En absence d'interaction ($F_0 = 0$), les équations de Langevin (7.1) ne sont plus couplées, permettant d'écrire une équation de Fokker-Planck pour la densité de probabilité $p({\bf r}, \theta; t)$ : $$\partial_t p = \nabla \cdot [ D_t \nabla p - (v_s {\bf e}_\theta - v_g {\bf \hat{y}} ) ] + D_r \partial_\theta^2 p, \tag{7.2}$$ où $D_t$ est la diffusivité translationnelle ajoutée pour stabiliser la dynamique. Cette équation peut être résolue numériquement grâce à la méthode des éléments finis, avec FreeFem++ [7.13], donnant accès à une valeur numérique pour les densités de particules $\rho({\bf r}) = \int d\theta p({\bf r}, \theta)$ et de courant ${\bf J}({\bf r}) = -D_t \nabla \rho({\bf r}) + v_s {\bf P}({\bf r}) - v_g \rho({\bf r}) {\bf \hat{y}}$ stationnaires, où $P({\bf r}) = \int d\theta {\bf e}_\theta p({\bf r}, \theta)$ est le vecteur polarisation. Même si la MIPS est absente, les particules s'accumulent proche des parois verticales (voir Fig. 7c), avec une élévation capillaire cependant moins forte : $\Delta h \sim \lambda_{\rm sed}^{1.1}$. Cette accumulation peut être encore expliquée par la présence d'un courant stationnaire, formé par trois vortex, situé dans les coins du domaine (voir Fig. 7d), avec une taille diminuant et une intensité augmentant avec l'activité des particules.
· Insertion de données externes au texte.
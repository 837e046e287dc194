//! Session registry: at most one live server-side session per account.
//!
//! Token validity and session validity are independent checks. A request
//! may carry a cryptographically valid access token while its session has
//! been invalidated by logout or superseded by a later login; routes that
//! opt into the session check reject such requests.

use chrono::{Duration, Utc};
use tracing::debug;

use hirehub_core::config::SessionConfig;
use hirehub_core::error::AppError;
use hirehub_core::result::AppResult;
use hirehub_database::repositories::SessionRepository;
use hirehub_entity::session::Session;

/// Manages server-side session rows keyed by account email.
#[derive(Debug, Clone)]
pub struct SessionRegistry {
    repo: SessionRepository,
    ttl_minutes: i64,
}

impl SessionRegistry {
    /// Creates a registry backed by the given repository.
    pub fn new(repo: SessionRepository, config: &SessionConfig) -> Self {
        Self {
            repo,
            ttl_minutes: config.ttl_minutes as i64,
        }
    }

    /// Starts a fresh session for `email`, superseding any existing one.
    ///
    /// Called on login and on refresh. Logging in from a second client
    /// replaces the first client's session, so the invalidated state of a
    /// prior logout never leaks into the new session.
    pub async fn start_session(&self, email: &str) -> AppResult<Session> {
        let expires_at = Utc::now() + Duration::minutes(self.ttl_minutes);
        let session = self.repo.replace_for_email(email, expires_at).await?;
        debug!(email = %email, expires_at = %expires_at, "session started");
        Ok(session)
    }

    /// Marks the session for `email` as invalidated.
    ///
    /// Missing sessions are a no-op so logout stays idempotent.
    pub async fn invalidate(&self, email: &str) -> AppResult<()> {
        self.repo.invalidate(email).await?;
        debug!(email = %email, "session invalidated");
        Ok(())
    }

    /// Reports whether `email` currently has a live session.
    pub async fn is_valid(&self, email: &str) -> AppResult<bool> {
        let session = self.repo.find_by_email(email).await?;
        Ok(session.as_ref().is_some_and(Session::is_valid))
    }

    /// Errors unless `email` has a live session.
    pub async fn ensure_valid(&self, email: &str) -> AppResult<()> {
        if self.is_valid(email).await? {
            Ok(())
        } else {
            Err(AppError::unauthenticated("Session is no longer valid"))
        }
    }

    /// Deletes sessions whose expiry has passed. Returns the row count.
    ///
    /// Expired sessions already fail [`is_valid`](Self::is_valid); this
    /// only reclaims the rows.
    pub async fn purge_expired(&self) -> AppResult<u64> {
        let purged = self.repo.purge_expired().await?;
        if purged > 0 {
            debug!(purged, "expired sessions purged");
        }
        Ok(purged)
    }
}
//! Health check handlers.

use axum::Json;
use axum::extract::State;
use serde::{Deserialize, Serialize};

use hirehub_database::connection::health_check;

use crate::dto::response::ApiResponse;
use crate::state::AppState;

/// Health payload.
#[derive(Debug, Clone, Serialize, Deserialize)]
pub struct HealthResponse {
    /// Overall status.
    pub status: String,
    /// Database connectivity.
    pub database: String,
    /// Server version.
    pub version: String,
}

/// GET /api/health
pub async fn health(State(state): State<AppState>) -> Json<ApiResponse<HealthResponse>> {
    let database = match health_check(&state.db_pool).await {
        Ok(true) => "connected",
        _ => "unavailable",
    };

    Json(ApiResponse::ok(HealthResponse {
        status: "ok".to_string(),
        database: database.to_string(),
        version: env!("CARGO_PKG_VERSION").to_string(),
    }))
}
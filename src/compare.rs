//! Ordering strategies
//!
//! A [`MinHeap`](crate::MinHeap) never compares elements directly; it asks its
//! comparator whether one element is strictly less than another. This keeps the
//! heap decoupled from any single ordering: the same structure serves as a
//! min-heap under [`NaturalOrder`], a max-heap under [`ReverseOrder`], or a
//! heap ordered by an arbitrary key or closure.
//!
//! # Example
//!
//! ```rust
//! use min_heap::compare::{ByKey, ReverseOrder};
//! use min_heap::MinHeap;
//!
//! let mut max_heap = MinHeap::with_comparator(ReverseOrder);
//! max_heap.extend([3, 7, 5]);
//! assert_eq!(max_heap.peek(), Some(&7));
//!
//! let mut by_len = MinHeap::with_comparator(ByKey::new(|s: &&str| s.len()));
//! by_len.extend(["three", "two", "eleven"]);
//! assert_eq!(by_len.peek(), Some(&"two"));
//! ```

use std::cmp::Ordering;
use std::fmt;

/// A strict "less than" relation over `T`
///
/// Implementations must describe a strict weak order: irreflexive, transitive,
/// with incomparability transitive as well. The heap stays memory-safe under an
/// ill-behaved comparator, but the order it maintains is then unspecified.
///
/// Any closure `Fn(&T, &T) -> Ordering` is a comparator, where `a` is less than
/// `b` exactly when the closure returns [`Ordering::Less`].
pub trait Compare<T: ?Sized> {
    /// Returns true if `a` must sit above `b` in the heap
    fn less(&self, a: &T, b: &T) -> bool;
}

/// The element type's own `<`
#[derive(Debug, Clone, Copy, Default, PartialEq, Eq)]
pub struct NaturalOrder;

impl<T: PartialOrd + ?Sized> Compare<T> for NaturalOrder {
    #[inline]
    fn less(&self, a: &T, b: &T) -> bool {
        a < b
    }
}

/// The element type's own `>`, yielding a max-heap
#[derive(Debug, Clone, Copy, Default, PartialEq, Eq)]
pub struct ReverseOrder;

impl<T: PartialOrd + ?Sized> Compare<T> for ReverseOrder {
    #[inline]
    fn less(&self, a: &T, b: &T) -> bool {
        a > b
    }
}

/// Orders elements by a key extracted from each one
#[derive(Clone, Copy)]
pub struct ByKey<F> {
    key: F,
}

impl<F> ByKey<F> {
    /// Creates a comparator ordering elements by `key(x)`
    pub fn new(key: F) -> Self {
        Self { key }
    }
}

impl<T, K, F> Compare<T> for ByKey<F>
where
    F: Fn(&T) -> K,
    K: PartialOrd,
{
    #[inline]
    fn less(&self, a: &T, b: &T) -> bool {
        (self.key)(a) < (self.key)(b)
    }
}

impl<F> fmt::Debug for ByKey<F> {
    fn fmt(&self, f: &mut fmt::Formatter<'_>) -> fmt::Result {
        f.debug_struct("ByKey").finish_non_exhaustive()
    }
}

impl<T, F> Compare<T> for F
where
    F: Fn(&T, &T) -> Ordering,
{
    #[inline]
    fn less(&self, a: &T, b: &T) -> bool {
        self(a, b) == Ordering::Less
    }
}

#[cfg(test)]
mod tests {
    use super::*;

    #[test]
    fn test_natural_order() {
        assert!(NaturalOrder.less(&1, &2));
        assert!(!NaturalOrder.less(&2, &2));
        assert!(!NaturalOrder.less(&3, &2));
        assert!(NaturalOrder.less("abc", "abd"));
    }

    #[test]
    fn test_reverse_order() {
        assert!(ReverseOrder.less(&2, &1));
        assert!(!ReverseOrder.less(&2, &2));
        assert!(!ReverseOrder.less(&1, &2));
    }

    #[test]
    fn test_by_key() {
        let by_abs = ByKey::new(|x: &i32| x.abs());
        assert!(by_abs.less(&1, &-2));
        assert!(!by_abs.less(&-2, &2));
    }

    #[test]
    fn test_closure() {
        let descending = |a: &i32, b: &i32| b.cmp(a);
        assert!(descending.less(&5, &4));
        assert!(!descending.less(&4, &4));
    }

    #[test]
    fn test_partial_order_floats() {
        assert!(NaturalOrder.less(&0.5f64, &1.5));
        // NaN is incomparable: never less, never greater
        assert!(!NaturalOrder.less(&f64::NAN, &1.0));
        assert!(!NaturalOrder.less(&1.0, &f64::NAN));
    }
}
Nous avons donc décrit la sédimentation de particules actives faisant apparaître un courant stationnaire. Les particules s'accumulent proche des parois verticales avec une élévation capillaire dépendant de la longueur de sédimentation. Cette accumulation peut être expliquée par la présence d'un ou plusieurs vortex dont la géométrie et l'intensité dépend de l'activité des particules.